▶ [SUPPLIED RECORDS]:

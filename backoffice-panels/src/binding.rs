//! Request-facing panel operations.
//!
//! A [`PanelBinding`] ties a registered panel to the request-scoped services
//! it needs: readiness evaluation, feature flags, the command bus and the
//! activity log. Every read decorates records with `_action_state` (and
//! `translation_readiness` where applicable); every write goes through the
//! same gates the decoration reports.
//!
//! ```text
//!  list / detail ──► Repository ──► ReadinessBatch ──► ActionResolver ──► envelopes
//!
//!  action ──► guard ──┬─► create_translation ──► TranslationCreator | create
//!                     ├─► publish? policy ──✗──► panel.transition.blocked
//!                     │        └─► WorkflowEngine ──► Repository.update
//!                     └─► CommandBus.dispatch_by_name
//! ```

use std::sync::Arc;

use serde::Serialize;
use serde_json::{json, Value};
use tracing::{debug, info, warn};

use backoffice_core::activity::{
    record_best_effort, PANEL_COMMAND_DISPATCHED, PANEL_TRANSITION, PANEL_TRANSITION_BLOCKED,
};
use backoffice_core::filter::paginate;
use backoffice_core::permissions::authorize;
use backoffice_core::record::{value_to_string, STATUS};
use backoffice_core::workflow::normalize_action;
use backoffice_core::{
    ActivityEntry, ActivitySink, AdminContext, AdminError, CommandBus, FeatureGate, ListOptions,
    Metadata, MissingTranslationsError, Record, Result, TransitionInput, TransitionResult,
};
use backoffice_translation::readiness::PUBLISH_TRANSITION;
use backoffice_translation::{
    group_by_translation, GroupedRow, PolicyInput, ReadinessEngine, TranslationReadiness,
};

use crate::action::Action;
use crate::create_translation::{create_translation, CreateTranslationResponse};
use crate::envelope::{GroupEnvelope, ListResponse, ListRow, RecordEnvelope};
use crate::panel::Panel;
use crate::resolver::ActionResolver;

const DELETE_ACTION: &str = "delete";

/// Result of a row action.
#[derive(Debug, Clone, PartialEq, Serialize)]
#[serde(tag = "kind", rename_all = "snake_case")]
pub enum ActionOutcome {
    Transitioned {
        transition: TransitionResult,
        record: Record,
    },
    TranslationCreated {
        #[serde(flatten)]
        response: CreateTranslationResponse,
        record: Record,
    },
    Dispatched {
        command: String,
        ids: Vec<String>,
    },
    Deleted {
        id: String,
    },
}

/// Result of a bulk action.
#[derive(Debug, Clone, PartialEq, Eq, Serialize)]
pub struct BulkOutcome {
    pub action: String,
    pub command: String,
    pub ids: Vec<String>,
}

type Decorated = (Record, Option<TranslationReadiness>);

/// A panel bound to its request-time collaborators.
#[derive(Clone)]
pub struct PanelBinding {
    panel: Arc<Panel>,
    readiness: Option<ReadinessEngine>,
    features: Option<Arc<dyn FeatureGate>>,
    bus: Option<CommandBus>,
    activity: Option<Arc<dyn ActivitySink>>,
    environment: String,
    default_locale: String,
}
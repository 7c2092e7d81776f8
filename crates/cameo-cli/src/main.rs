use anyhow::Result;
use clap::{Parser, Subcommand};

mod commands;
mod console;

#[derive(Parser)]
#[command(name = "cameo")]
#[command(about = "CAMEO - persona sessions, archives and catalogs at the console", long_about = None)]
struct Cli {
    #[command(subcommand)]
    command: Commands,
}

#[derive(Subcommand)]
enum Commands {
    /// Run an interactive console session with a persona
    Run {
        /// Persona kind, e.g. wellness_guide; defaults to the configured one
        #[arg(long)]
        persona: Option<String>,
    },
    /// Inspect archived conversation records
    Archive {
        #[command(subcommand)]
        action: ArchiveAction,
    },
    /// Inspect the reference catalogs
    Catalog {
        #[command(subcommand)]
        action: CatalogAction,
    },
    /// List the shipped persona presets
    Personas,
}

#[derive(Subcommand)]
enum ArchiveAction {
    /// Every record for a persona, oldest first
    List {
        #[arg(long)]
        persona: String,
    },
    /// The newest records for a persona
    Tail {
        #[arg(long)]
        persona: String,
        /// How many records to show
        #[arg(long, default_value_t = 3)]
        count: usize,
    },
}

#[derive(Subcommand)]
enum CatalogAction {
    /// Print a catalog as it resolves (file override or built-in)
    Show {
        /// One of: faq, groceries, storefront, cases, topics
        #[arg(long)]
        domain: String,
    },
    /// Run a keyword lookup the way the personas do
    Find {
        /// One of: faq, groceries, storefront, cases, topics
        #[arg(long)]
        domain: String,
        /// The query, in the caller's words
        query: String,
    },
}

#[tokio::main]
async fn main() -> Result<()> {
    tracing_subscriber::fmt()
        .with_env_filter(
            tracing_subscriber::EnvFilter::try_from_default_env()
                .unwrap_or_else(|_| "info".into()),
        )
        .init();

    let cli = Cli::parse();

    match cli.command {
        Commands::Run { persona } => commands::run::run(persona).await?,
        Commands::Archive { action } => match action {
            ArchiveAction::List { persona } => commands::archive::list(&persona).await?,
            ArchiveAction::Tail { persona, count } => {
                commands::archive::tail(&persona, count).await?
            }
        },
        Commands::Catalog { action } => match action {
            CatalogAction::Show { domain } => commands::catalog::show(&domain).await?,
            CatalogAction::Find { domain, query } => {
                commands::catalog::find(&domain, &query).await?
            }
        },
        Commands::Personas => commands::personas::list().await?,
    }

    Ok(())
}
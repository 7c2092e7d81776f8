//! Application configuration.
//!
//! Loaded from `config.toml`; every field has a default so a missing or
//! partial file still yields a working configuration.

use std::path::PathBuf;

use serde::{Deserialize, Serialize};

use crate::persona::PersonaKind;

/// Hosted voice-pipeline settings.
///
/// These identify the external speech services a dialogue driver should
/// connect; nothing in this crate interprets them beyond passing them
/// through. Defaults match the shipped demo stack.
#[derive(Deserialize, Serialize, Debug, Clone, PartialEq)]
#[serde(default)]
pub struct PipelineConfig {
    /// Speech-to-text model id.
    pub stt_model: String,
    /// Language model id.
    pub llm_model: String,
    /// Overrides the persona's voice when set.
    pub tts_voice: Option<String>,
    /// Delivery style for synthesis.
    pub tts_style: String,
    /// Turn-detection model family.
    pub turn_detection: String,
    /// Noise-cancellation profile.
    pub noise_cancellation: String,
    /// Start generating a reply before the turn fully closes.
    pub preemptive_generation: bool,
    /// Pace synthesized speech to sentence boundaries.
    pub text_pacing: bool,
}

impl Default for PipelineConfig {
    fn default() -> Self {
        Self {
            stt_model: "nova-3".to_string(),
            llm_model: "gemini-2.5-flash".to_string(),
            tts_voice: None,
            tts_style: "Conversation".to_string(),
            turn_detection: "multilingual".to_string(),
            noise_cancellation: "bvc".to_string(),
            preemptive_generation: true,
            text_pacing: true,
        }
    }
}

/// File names for the reference catalogs.
#[derive(Deserialize, Serialize, Debug, Clone, PartialEq)]
#[serde(default)]
pub struct CatalogFiles {
    pub faq: String,
    pub groceries: String,
    pub storefront: String,
    pub cases: String,
    pub topics: String,
}

impl Default for CatalogFiles {
    fn default() -> Self {
        Self {
            faq: "faq.json".to_string(),
            groceries: "groceries.json".to_string(),
            storefront: "storefront.json".to_string(),
            cases: "cases.json".to_string(),
            topics: "topics.json".to_string(),
        }
    }
}

/// Top-level application configuration.
#[derive(Deserialize, Serialize, Debug, Clone, PartialEq)]
#[serde(default)]
pub struct RootConfig {
    /// Persona to run when none is named on the command line.
    pub default_persona: PersonaKind,
    /// Overrides the platform data directory when set.
    pub data_dir: Option<PathBuf>,
    /// Directory searched first for catalog files, before `./data` and
    /// the platform data directory.
    pub catalog_dir: Option<PathBuf>,
    pub pipeline: PipelineConfig,
    pub catalogs: CatalogFiles,
}

impl Default for RootConfig {
    fn default() -> Self {
        Self {
            default_persona: PersonaKind::GameMaster,
            data_dir: None,
            catalog_dir: None,
            pipeline: PipelineConfig::default(),
            catalogs: CatalogFiles::default(),
        }
    }
}
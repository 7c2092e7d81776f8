//! Archived conversation records.

use chrono::Utc;
use serde::{Deserialize, Serialize};

use crate::state::StateSnapshot;

/// One persisted record of a finished (or checkpointed) conversation.
///
/// Records live in a single JSON array per persona and are never edited
/// after the fact; new conversations only append.
#[derive(Debug, Clone, PartialEq, Serialize, Deserialize)]
pub struct ArchiveRecord {
    /// Monotonically increasing within one archive file.
    pub id: u64,
    /// RFC3339 capture time.
    pub timestamp: String,
    /// Human-readable one-liner of what was captured.
    pub summary: String,
    /// The captured fields themselves.
    pub payload: StateSnapshot,
}

impl ArchiveRecord {
    /// Builds a record stamped with the current time.
    pub fn new(id: u64, summary: impl Into<String>, payload: StateSnapshot) -> Self {
        Self {
            id,
            timestamp: Utc::now().to_rfc3339(),
            summary: summary.into(),
            payload,
        }
    }
}

#[cfg(test)]
mod tests {
    use super::*;
    use crate::state::FieldValue;

    #[test]
    fn test_new_stamps_parseable_timestamp() {
        let record = ArchiveRecord::new(1, "test", StateSnapshot::new());
        assert!(chrono::DateTime::parse_from_rfc3339(&record.timestamp).is_ok());
    }

    #[test]
    fn test_serializes_payload_as_plain_json() {
        let mut payload = StateSnapshot::new();
        payload.insert("name".to_string(), FieldValue::Text("Dana".to_string()));
        payload.insert(
            "goals".to_string(),
            FieldValue::Items(vec!["ship".to_string()]),
        );

        let record = ArchiveRecord::new(3, "name: Dana", payload);
        let json = serde_json::to_value(&record).unwrap();

        assert_eq!(json["id"], 3);
        assert_eq!(json["payload"]["name"], "Dana");
        assert_eq!(json["payload"]["goals"][0], "ship");
    }
}
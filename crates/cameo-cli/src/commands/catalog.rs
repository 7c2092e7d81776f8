use anyhow::{bail, Result};

use cameo_core::catalog::{FaqHit, ProductCatalog};

use super::utils::service;

const DOMAINS: &str = "faq, groceries, storefront, cases, topics";

pub async fn show(domain: &str) -> Result<()> {
    let service = service()?;
    let catalogs = service.catalogs();
    let json = match domain {
        "faq" => serde_json::to_string_pretty(catalogs.faq.as_ref())?,
        "groceries" => serde_json::to_string_pretty(catalogs.groceries.as_ref())?,
        "storefront" => serde_json::to_string_pretty(catalogs.storefront.as_ref())?,
        "topics" => serde_json::to_string_pretty(catalogs.topics.as_ref())?,
        "cases" => serde_json::to_string_pretty(&service.cases().list_all().await?)?,
        other => bail!("unknown catalog '{other}'; expected one of: {DOMAINS}"),
    };
    println!("{json}");
    Ok(())
}

pub async fn find(domain: &str, query: &str) -> Result<()> {
    let service = service()?;
    let catalogs = service.catalogs();
    match domain {
        "faq" => match catalogs.faq.find_by_keyword(query) {
            FaqHit::Entry(entry) => {
                println!("Q: {}", entry.question);
                println!("A: {}", entry.answer);
            }
            FaqHit::Overview {
                description,
                pricing,
            } => {
                println!("No entry matched; the overview answers instead:");
                println!("{description} {pricing}");
            }
        },
        "groceries" => find_product(&catalogs.groceries, query),
        "storefront" => find_product(&catalogs.storefront, query),
        "topics" => {
            let hit = catalogs
                .topics
                .find_by_id(query)
                .or_else(|| catalogs.topics.find_by_keyword(query));
            match hit {
                Some(topic) => println!("{} ({}): {}", topic.title, topic.id, topic.summary),
                None => println!("No topic matched '{query}'."),
            }
        }
        "cases" => match service.cases().find_by_name(query).await? {
            Some(case) => println!(
                "{}: {} [{:?}]",
                case.user_name,
                case.transaction_line(),
                case.status
            ),
            None => println!("No case under '{query}'."),
        },
        other => bail!("unknown catalog '{other}'; expected one of: {DOMAINS}"),
    }
    Ok(())
}

fn find_product(catalog: &ProductCatalog, query: &str) {
    let hit = catalog
        .find_by_id(query)
        .or_else(|| catalog.find_by_keyword(query));
    match hit {
        Some(product) => println!(
            "{} ({}) {}",
            product.name,
            product.id,
            product.display_price()
        ),
        None => println!("No item matched '{query}'."),
    }
}
use anyhow::Result;

use super::utils::{parse_persona, service};

pub async fn list(persona: &str) -> Result<()> {
    let kind = parse_persona(persona)?;
    let records = service()?.archive_records(kind).await?;
    if records.is_empty() {
        println!("No records for {kind}.");
        return Ok(());
    }
    for record in &records {
        println!("#{}  {}  {}", record.id, record.timestamp, record.summary);
    }
    println!("{} record(s).", records.len());
    Ok(())
}

pub async fn tail(persona: &str, count: usize) -> Result<()> {
    let kind = parse_persona(persona)?;
    let records = service()?.archive_records(kind).await?;
    if records.is_empty() {
        println!("No records for {kind}.");
        return Ok(());
    }
    let start = records.len().saturating_sub(count);
    for record in &records[start..] {
        println!("#{}  {}", record.id, record.timestamp);
        println!("  {}", record.summary);
        println!("  {}", serde_json::to_string(&record.payload)?);
    }
    Ok(())
}
//! Persona domain model.
//!
//! A persona bundles everything one demo agent needs: the instruction
//! prompt, the voice it speaks with, the state schema it may capture, and
//! where (if anywhere) finished sessions are archived.

use serde::{Deserialize, Serialize};
use strum::{Display, EnumIter, EnumString, IntoStaticStr};

use crate::error::{CameoError, Result};
use crate::state::FieldSpec;

/// The closed set of shipped personas.
#[derive(
    Debug,
    Clone,
    Copy,
    PartialEq,
    Eq,
    Hash,
    Serialize,
    Deserialize,
    Display,
    EnumString,
    EnumIter,
    IntoStaticStr,
)]
#[serde(rename_all = "snake_case")]
#[strum(serialize_all = "snake_case")]
pub enum PersonaKind {
    /// Survival-game narrator; chat history only, no tools.
    GameMaster,
    /// Daily check-in companion capturing mood, energy, stress, goals.
    WellnessGuide,
    /// Tutoring front desk; routes students to a subject tutor.
    TutorRouter,
    /// Single-topic tutor the router hands off to.
    SubjectTutor,
    /// Company rep qualifying inbound leads against an FAQ sheet.
    SalesRep,
    /// Bank-style reviewer walking callers through flagged transactions.
    CaseVerifier,
    /// Grocery order taker over a shelf catalog.
    GroceryClerk,
    /// Boutique storefront order taker.
    StoreAssistant,
    /// Improv scene partner logging highlights.
    ImprovHost,
}

/// Which reference catalog a persona consults, if any.
#[derive(Debug, Clone, Copy, PartialEq, Eq, Serialize, Deserialize)]
#[serde(rename_all = "snake_case")]
pub enum CatalogKind {
    Faq,
    Groceries,
    Storefront,
    Cases,
    Topics,
}

/// A complete persona preset.
///
/// Presets are static; nothing about a persona changes at runtime. The
/// `instructions` text is a minijinja template rendered with per-session
/// context (recall line, company name) before it reaches the driver.
#[derive(Debug, Clone, Copy)]
pub struct Persona {
    pub kind: PersonaKind,
    /// Display name used in greetings and logs.
    pub name: &'static str,
    /// Hosted TTS voice id.
    pub voice: &'static str,
    /// One-line description for persona listings.
    pub tagline: &'static str,
    /// Instruction prompt template (minijinja).
    pub instructions: &'static str,
    /// Domain label for the state schema ("lead", "checkin", ...).
    pub domain: &'static str,
    /// Fields this persona may capture. Empty for history-only personas.
    pub fields: &'static [FieldSpec],
    /// Catalog the persona's tools read from.
    pub catalog: Option<CatalogKind>,
    /// Archive file name, for personas that persist finished sessions.
    pub archive_file: Option<&'static str>,
}

impl Persona {
    /// True when finished sessions should be written to an archive.
    pub fn archives(&self) -> bool {
        self.archive_file.is_some()
    }
}

/// An agent-to-agent transfer request.
///
/// Handoffs are explicit values checked against a transition table; a
/// persona cannot transfer to an arbitrary peer.
#[derive(Debug, Clone, PartialEq, Eq, Serialize, Deserialize)]
pub struct Handoff {
    pub to: PersonaKind,
    /// Context carried across the transfer, e.g. the chosen topic id.
    #[serde(default, skip_serializing_if = "Option::is_none")]
    pub topic: Option<String>,
}

impl Handoff {
    pub fn new(to: PersonaKind) -> Self {
        Self { to, topic: None }
    }

    pub fn with_topic(to: PersonaKind, topic: impl Into<String>) -> Self {
        Self {
            to,
            topic: Some(topic.into()),
        }
    }
}

/// Outgoing transitions allowed from a persona.
///
/// Only the tutoring pair transfers today; every other persona ends its
/// session without a handoff.
pub fn allowed_handoffs(from: PersonaKind) -> &'static [PersonaKind] {
    match from {
        PersonaKind::TutorRouter => &[PersonaKind::SubjectTutor],
        PersonaKind::SubjectTutor => &[PersonaKind::TutorRouter],
        _ => &[],
    }
}

/// Checks a handoff against the transition table.
pub fn validate_handoff(from: PersonaKind, handoff: &Handoff) -> Result<()> {
    if allowed_handoffs(from).contains(&handoff.to) {
        Ok(())
    } else {
        Err(CameoError::HandoffRejected {
            from: from.to_string(),
            to: handoff.to.to_string(),
        })
    }
}
//! Catalog file resolution.
//!
//! Every persona's reference data goes through the same funnel: try an
//! ordered list of candidate paths, take the first file that exists and
//! parses, and otherwise fall back to the built-in dataset. Loading never
//! fails; a bad file costs a warning, not the session.

use std::fs;
use std::path::PathBuf;

use serde::de::DeserializeOwned;
use tracing::{debug, warn};

use cameo_core::config::RootConfig;

use crate::paths::CameoPaths;

/// Resolves one catalog from its candidate paths.
///
/// Candidates are tried in order; the first existing, readable, parseable
/// file wins. Unreadable or malformed candidates are skipped with a
/// warning so a typo in one path cannot shadow a good file further down
/// the list.
pub fn resolve_catalog<T: DeserializeOwned>(
    candidates: &[PathBuf],
    fallback: T,
    label: &str,
) -> T {
    for candidate in candidates {
        if !candidate.exists() {
            continue;
        }
        let content = match fs::read_to_string(candidate) {
            Ok(content) => content,
            Err(e) => {
                warn!(catalog = label, path = %candidate.display(), error = %e, "skipping unreadable catalog file");
                continue;
            }
        };
        match serde_json::from_str(&content) {
            Ok(parsed) => {
                debug!(catalog = label, path = %candidate.display(), "catalog loaded");
                return parsed;
            }
            Err(e) => {
                warn!(catalog = label, path = %candidate.display(), error = %e, "skipping malformed catalog file");
            }
        }
    }
    debug!(catalog = label, "using built-in dataset");
    fallback
}

/// The candidate list for a catalog file name.
///
/// Order: configured catalog directory, then `./data` in the working
/// directory, then the platform data directory.
pub fn candidate_paths(config: &RootConfig, file_name: &str) -> Vec<PathBuf> {
    let mut candidates = Vec::new();
    if let Some(dir) = &config.catalog_dir {
        candidates.push(dir.join(file_name));
    }
    candidates.push(PathBuf::from("data").join(file_name));
    if let Ok(dir) = CameoPaths::catalogs_dir(config) {
        candidates.push(dir.join(file_name));
    }
    candidates
}
//! Archive persistence boundary.

use async_trait::async_trait;

use crate::error::Result;
use crate::state::StateSnapshot;

use super::model::ArchiveRecord;

/// Append-only store for finished conversation records.
///
/// Implementations own id assignment and timestamping; callers hand over a
/// payload and get back the id the record was stored under.
#[async_trait]
pub trait ArchiveRepository: Send + Sync {
    /// Appends a record, preserving everything already stored.
    async fn append(&self, summary: &str, payload: StateSnapshot) -> Result<u64>;

    /// All records in stored order. An archive that does not exist yet
    /// reads as empty, not as an error.
    async fn list_all(&self) -> Result<Vec<ArchiveRecord>>;

    /// The most recent record, if any.
    async fn latest(&self) -> Result<Option<ArchiveRecord>> {
        Ok(self.list_all().await?.into_iter().last())
    }
}
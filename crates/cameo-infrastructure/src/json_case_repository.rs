//! JSON-file-backed fraud case repository.
//!
//! Cases live in one JSON array. Unlike archives, this store rewrites
//! entries in place: resolving a case changes its status but never its
//! position.

use std::path::PathBuf;

use async_trait::async_trait;
use tracing::{debug, warn};

use cameo_core::catalog::{CasePatch, CaseRepository, FraudCase};
use cameo_core::error::{CameoError, Result};

use crate::storage::AtomicJsonFile;

pub struct JsonCaseRepository {
    file: AtomicJsonFile<Vec<FraudCase>>,
    /// Dataset used when the file does not exist yet.
    seed: Vec<FraudCase>,
}

impl JsonCaseRepository {
    pub fn new(path: PathBuf, seed: Vec<FraudCase>) -> Self {
        Self {
            file: AtomicJsonFile::new(path),
            seed,
        }
    }

    fn loaded_or_seed(&self) -> Result<Vec<FraudCase>> {
        Ok(self.file.load()?.unwrap_or_else(|| self.seed.clone()))
    }
}

#[async_trait]
impl CaseRepository for JsonCaseRepository {
    async fn find_by_name(&self, name: &str) -> Result<Option<FraudCase>> {
        let cases = self.loaded_or_seed()?;
        let hit = cases.into_iter().find(|case| case.matches_name(name));
        if hit.is_none() {
            warn!(name, "no case on file for caller");
        }
        Ok(hit)
    }

    async fn update_case(&self, name: &str, patch: CasePatch) -> Result<FraudCase> {
        let name = name.to_string();
        let updated = self.file.update(self.seed.clone(), move |cases| {
            let case = cases
                .iter_mut()
                .find(|case| case.matches_name(&name))
                .ok_or_else(|| CameoError::not_found("fraud case", &name))?;
            patch.apply_to(case);
            Ok(case.clone())
        })?;
        debug!(
            name = %updated.user_name,
            status = ?updated.status,
            "case resolution persisted"
        );
        Ok(updated)
    }

    async fn list_all(&self) -> Result<Vec<FraudCase>> {
        self.loaded_or_seed()
    }
}

#[cfg(test)]
mod tests {
    use super::*;
    use cameo_core::catalog::preset::default_fraud_cases;
    use cameo_core::catalog::CaseStatus;
    use tempfile::TempDir;

    fn repo(dir: &TempDir) -> JsonCaseRepository {
        JsonCaseRepository::new(dir.path().join("cases.json"), default_fraud_cases())
    }

    #[tokio::test]
    async fn test_find_serves_seed_when_file_absent() {
        let dir = TempDir::new().unwrap();
        let repo = repo(&dir);

        let case = repo.find_by_name("riley chen").await.unwrap().unwrap();
        assert_eq!(case.user_name, "Riley Chen");
        // Lookup alone does not create the file.
        assert!(!dir.path().join("cases.json").exists());
    }

    #[tokio::test]
    async fn test_find_miss_is_ok_none() {
        let dir = TempDir::new().unwrap();
        let hit = repo(&dir).find_by_name("Asha").await.unwrap();
        assert!(hit.is_none());
    }

    #[tokio::test]
    async fn test_update_persists_resolution() {
        let dir = TempDir::new().unwrap();
        let repo = repo(&dir);

        let updated = repo
            .update_case(
                "Riley Chen",
                CasePatch::new(CaseStatus::ConfirmedSafe, Some("caller recognized it".to_string())),
            )
            .await
            .unwrap();

        assert_eq!(updated.status, CaseStatus::ConfirmedSafe);
        assert!(updated.updated_at.is_some());

        // Re-read from disk through a fresh handle, empty seed proves it
        // came from the file.
        let fresh = JsonCaseRepository::new(dir.path().join("cases.json"), Vec::new());
        let stored = fresh.find_by_name("Riley Chen").await.unwrap().unwrap();
        assert_eq!(stored.status, CaseStatus::ConfirmedSafe);
        assert_eq!(stored.note.as_deref(), Some("caller recognized it"));
    }

    #[tokio::test]
    async fn test_update_unknown_case_is_not_found() {
        let dir = TempDir::new().unwrap();
        let err = repo(&dir)
            .update_case("Nobody", CasePatch::new(CaseStatus::ConfirmedFraud, None))
            .await
            .unwrap_err();
        assert!(err.is_not_found());
    }

    #[tokio::test]
    async fn test_update_keeps_other_cases_untouched() {
        let dir = TempDir::new().unwrap();
        let repo = repo(&dir);

        repo.update_case("Riley Chen", CasePatch::new(CaseStatus::ConfirmedFraud, None))
            .await
            .unwrap();

        let all = repo.list_all().await.unwrap();
        assert_eq!(all.len(), default_fraud_cases().len());
        let other = all.iter().find(|c| c.user_name == "Amara Okafor").unwrap();
        assert_eq!(other.status, CaseStatus::Pending);
    }
}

▶ [EXERCISE DESCRIPTION]: Each line from the start of the listing above through the line containing "#[serde(flatten)]" should be copied exactly, please, with no other lines added.

▶ [RESULT FOR THIS EXERCISE]:
filename backoffice-panels/src/binding.rs
//! Request-facing panel operations.
//!
//! A [`PanelBinding`] ties a registered panel to the request-scoped services
//! it needs: readiness evaluation, feature flags, the command bus and the
//! activity log. Every read decorates records with `_action_state` (and
//! `translation_readiness` where applicable); every write goes through the
//! same gates the decoration reports.
//!
//! ```text
//!  list / detail ──► Repository ──► ReadinessBatch ──► ActionResolver ──► envelopes
//!
//!  action ──► guard ──┬─► create_translation ──► TranslationCreator | create
//!                     ├─► publish? policy ──✗──► panel.transition.blocked
//!                     │        └─► WorkflowEngine ──► Repository.update
//!                     └─► CommandBus.dispatch_by_name
//! ```

use std::sync::Arc;

use serde::Serialize;
use serde_json::{json, Value};
use tracing::{debug, info, warn};

use backoffice_core::activity::{
    record_best_effort, PANEL_COMMAND_DISPATCHED, PANEL_TRANSITION, PANEL_TRANSITION_BLOCKED,
};
use backoffice_core::filter::paginate;
use backoffice_core::permissions::authorize;
use backoffice_core::record::{value_to_string, STATUS};
use backoffice_core::workflow::normalize_action;
use backoffice_core::{
    ActivityEntry, ActivitySink, AdminContext, AdminError, CommandBus, FeatureGate, ListOptions,
    Metadata, MissingTranslationsError, Record, Result, TransitionInput, TransitionResult,
};
use backoffice_translation::readiness::PUBLISH_TRANSITION;
use backoffice_translation::{
    group_by_translation, GroupedRow, PolicyInput, ReadinessEngine, TranslationReadiness,
};

use crate::action::Action;
use crate::create_translation::{create_translation, CreateTranslationResponse};
use crate::envelope::{GroupEnvelope, ListResponse, ListRow, RecordEnvelope};
use crate::panel::Panel;
use crate::resolver::ActionResolver;

const DELETE_ACTION: &str = "delete";

/// Result of a row action.
#[derive(Debug, Clone, PartialEq, Serialize)]
#[serde(tag = "kind", rename_all = "snake_case")]
pub enum ActionOutcome {
    Transitioned {
        transition: TransitionResult,
        record: Record,
    },
    TranslationCreated {
        #[serde(flatten)]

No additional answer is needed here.